The only point in favour is that it runs on crippled operating systems like
ChromeOS.

Google wants us all running Compiler-As-A-Service, Editor-As-A-Service and
Debugger-As-A-Service webapps that have Google Analytics and Google Adsense
running on them. So they created a crippled OS that can't run Free and Open
native apps leaving the users with no choice but to use closed proprietary
software services running on some other machine that they don't control

Software as a service is the least free kind of software. We should be
fighting hard against it. This is an even more serious fight than the fight
against local proprietary software (at least in that fight we still had
control of our own data and weren't forced to upgrade to new versions).

[http://www.theguardian.com/technology/2008/sep/29/cloud.comp...](http://www.theguardian.com/technology/2008/sep/29/cloud.computing.richard.stallman)

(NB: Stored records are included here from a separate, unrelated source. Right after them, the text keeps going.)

//! Configuration merging.
//!
//! Layers parsed files into a single [`Config`]. Files are given closest
//! first; for every setting the first file that defines it wins.

use std::path::{Path, PathBuf};

use crate::{
    Config, SearchSettings,
    parse::{RawConfig, RawSearchSettings},
};

/// A parsed config file with its source path.
#[derive(Debug, Clone)]
pub struct ParsedConfig {
    /// Path to the config file.
    pub path: PathBuf,
    /// Parsed raw configuration.
    pub config: RawConfig,
}

/// Merges configuration files, highest precedence first, into a `Config`.
///
/// Settings no file defines keep their defaults. The directory of the first
/// file becomes the config root.
pub fn merge_configs(configs: &[ParsedConfig]) -> Config {
    let mut search = SearchSettings::default();

    // Lowest precedence first so closer files overwrite.
    for parsed in configs.iter().rev() {
        if let Some(raw) = &parsed.config.search {
            apply_raw_search(&mut search, raw);
        }
    }

    Config {
        search,
        config_root: configs
            .first()
            .and_then(|c| c.path.parent())
            .map(Path::to_path_buf),
    }
}

/// Overwrites every setting the raw section defines.
fn apply_raw_search(result: &mut SearchSettings, raw: &RawSearchSettings) {
    if let Some(v) = &raw.fields {
        result.fields.clone_from(v);
    }
    if let Some(v) = raw.field_search_only {
        result.field_search_only = v;
    }
    if let Some(v) = &raw.default_field {
        result.default_field.clone_from(v);
    }
    if let Some(v) = raw.field_boost {
        result.field_boost = v;
    }
    if let Some(v) = raw.default_field_boost {
        result.default_field_boost = v;
    }
    if let Some(v) = &raw.stemmer {
        result.stemmer.clone_from(v);
    }
    if let Some(v) = raw.stop_words {
        result.stop_words = v;
    }
    if let Some(v) = raw.improve_ranking {
        result.improve_ranking = v;
    }
    if let Some(v) = raw.phrase_boost_factor {
        result.phrase_boost_factor = v;
    }
}
//! Query execution.

use hq_query::CompiledQuery;
use serde::Serialize;
use tantivy::{
    Index, TantivyDocument,
    collector::TopDocs,
    schema::{Field, Value},
};
use tracing::{debug, instrument};

use crate::{IndexError, compile::TantivyCompiler, schema::HREF_FIELD};

/// A matching document.
#[derive(Debug, Clone, PartialEq, Serialize)]
pub struct Hit {
    /// The document's `href` key.
    pub href: String,
    /// Relevance score assigned by the engine.
    pub score: f32,
}

/// The hits of one query together with the terms to highlight in them.
#[derive(Debug, Clone, PartialEq, Serialize)]
pub struct SearchResults {
    /// Hits in descending score order.
    pub hits: Vec<Hit>,
    /// Space-separated normalized terms of the query.
    pub highlight_terms: String,
}

impl SearchResults {
    /// Results without hits, keeping the query's highlight terms.
    fn empty(compiled: &CompiledQuery) -> Self {
        Self {
            hits: Vec::new(),
            highlight_terms: compiled.highlight_terms.clone(),
        }
    }
}

/// Executes a compiled query against an index.
///
/// A query without a tree, or a `limit` of zero, returns no hits without
/// touching the index. The index must have the hq analyzer registered and an
/// `href` field.
#[instrument(skip_all, fields(query = %compiled.raw, limit = limit))]
pub fn execute(
    index: &Index,
    compiled: &CompiledQuery,
    limit: usize,
) -> Result<SearchResults, IndexError> {
    let Some(tree) = &compiled.tree else {
        debug!("query has no searchable terms");
        return Ok(SearchResults::empty(compiled));
    };
    if limit == 0 {
        return Ok(SearchResults::empty(compiled));
    }

    let schema = index.schema();
    let href = schema
        .get_field(HREF_FIELD)
        .map_err(|_| IndexError::UnknownField(HREF_FIELD.to_string()))?;
    let query = TantivyCompiler::new(schema).compile(tree)?;

    let reader = index.reader().map_err(|e| IndexError::search(&e))?;
    let searcher = reader.searcher();
    let top_docs = searcher
        .search(&*query, &TopDocs::with_limit(limit))
        .map_err(|e| IndexError::search(&e))?;

    let hits = top_docs
        .into_iter()
        .map(|(score, address)| {
            let doc: TantivyDocument = searcher.doc(address).map_err(|e| IndexError::search(&e))?;
            Ok(Hit {
                href: stored_text(&doc, href),
                score,
            })
        })
        .collect::<Result<Vec<_>, IndexError>>()?;
    debug!(hits = hits.len(), "search completed");

    Ok(SearchResults {
        hits,
        highlight_terms: compiled.highlight_terms.clone(),
    })
}

/// Reads a stored text field, returning an empty string if missing.
fn stored_text(doc: &TantivyDocument, field: Field) -> String {
    doc.get_first(field)
        .and_then(|v| v.as_str())
        .unwrap_or("")
        .to_string()
}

 _The concept of using web-based programs like Google 's Gmail is "worse than
stupidity", according to a leading advocate of free software._

 _Richard Stallman, founder of the Free Software Foundation and creator of the
computer operating system GNU, said that cloud computing was simply a trap
aimed at forcing more people to buy into locked, proprietary systems that
would cost them more and more over time._

 _The 55-year-old New Yorker said that computer users should be keen to keep
their information in their own hands, rather than hand it over to a third
party._

We need to stop building these traps. If you find yourself using cloud
services, think again and consider if there is native software that you could
use instead that will run on machines that you control giving you full control
over the data and the code.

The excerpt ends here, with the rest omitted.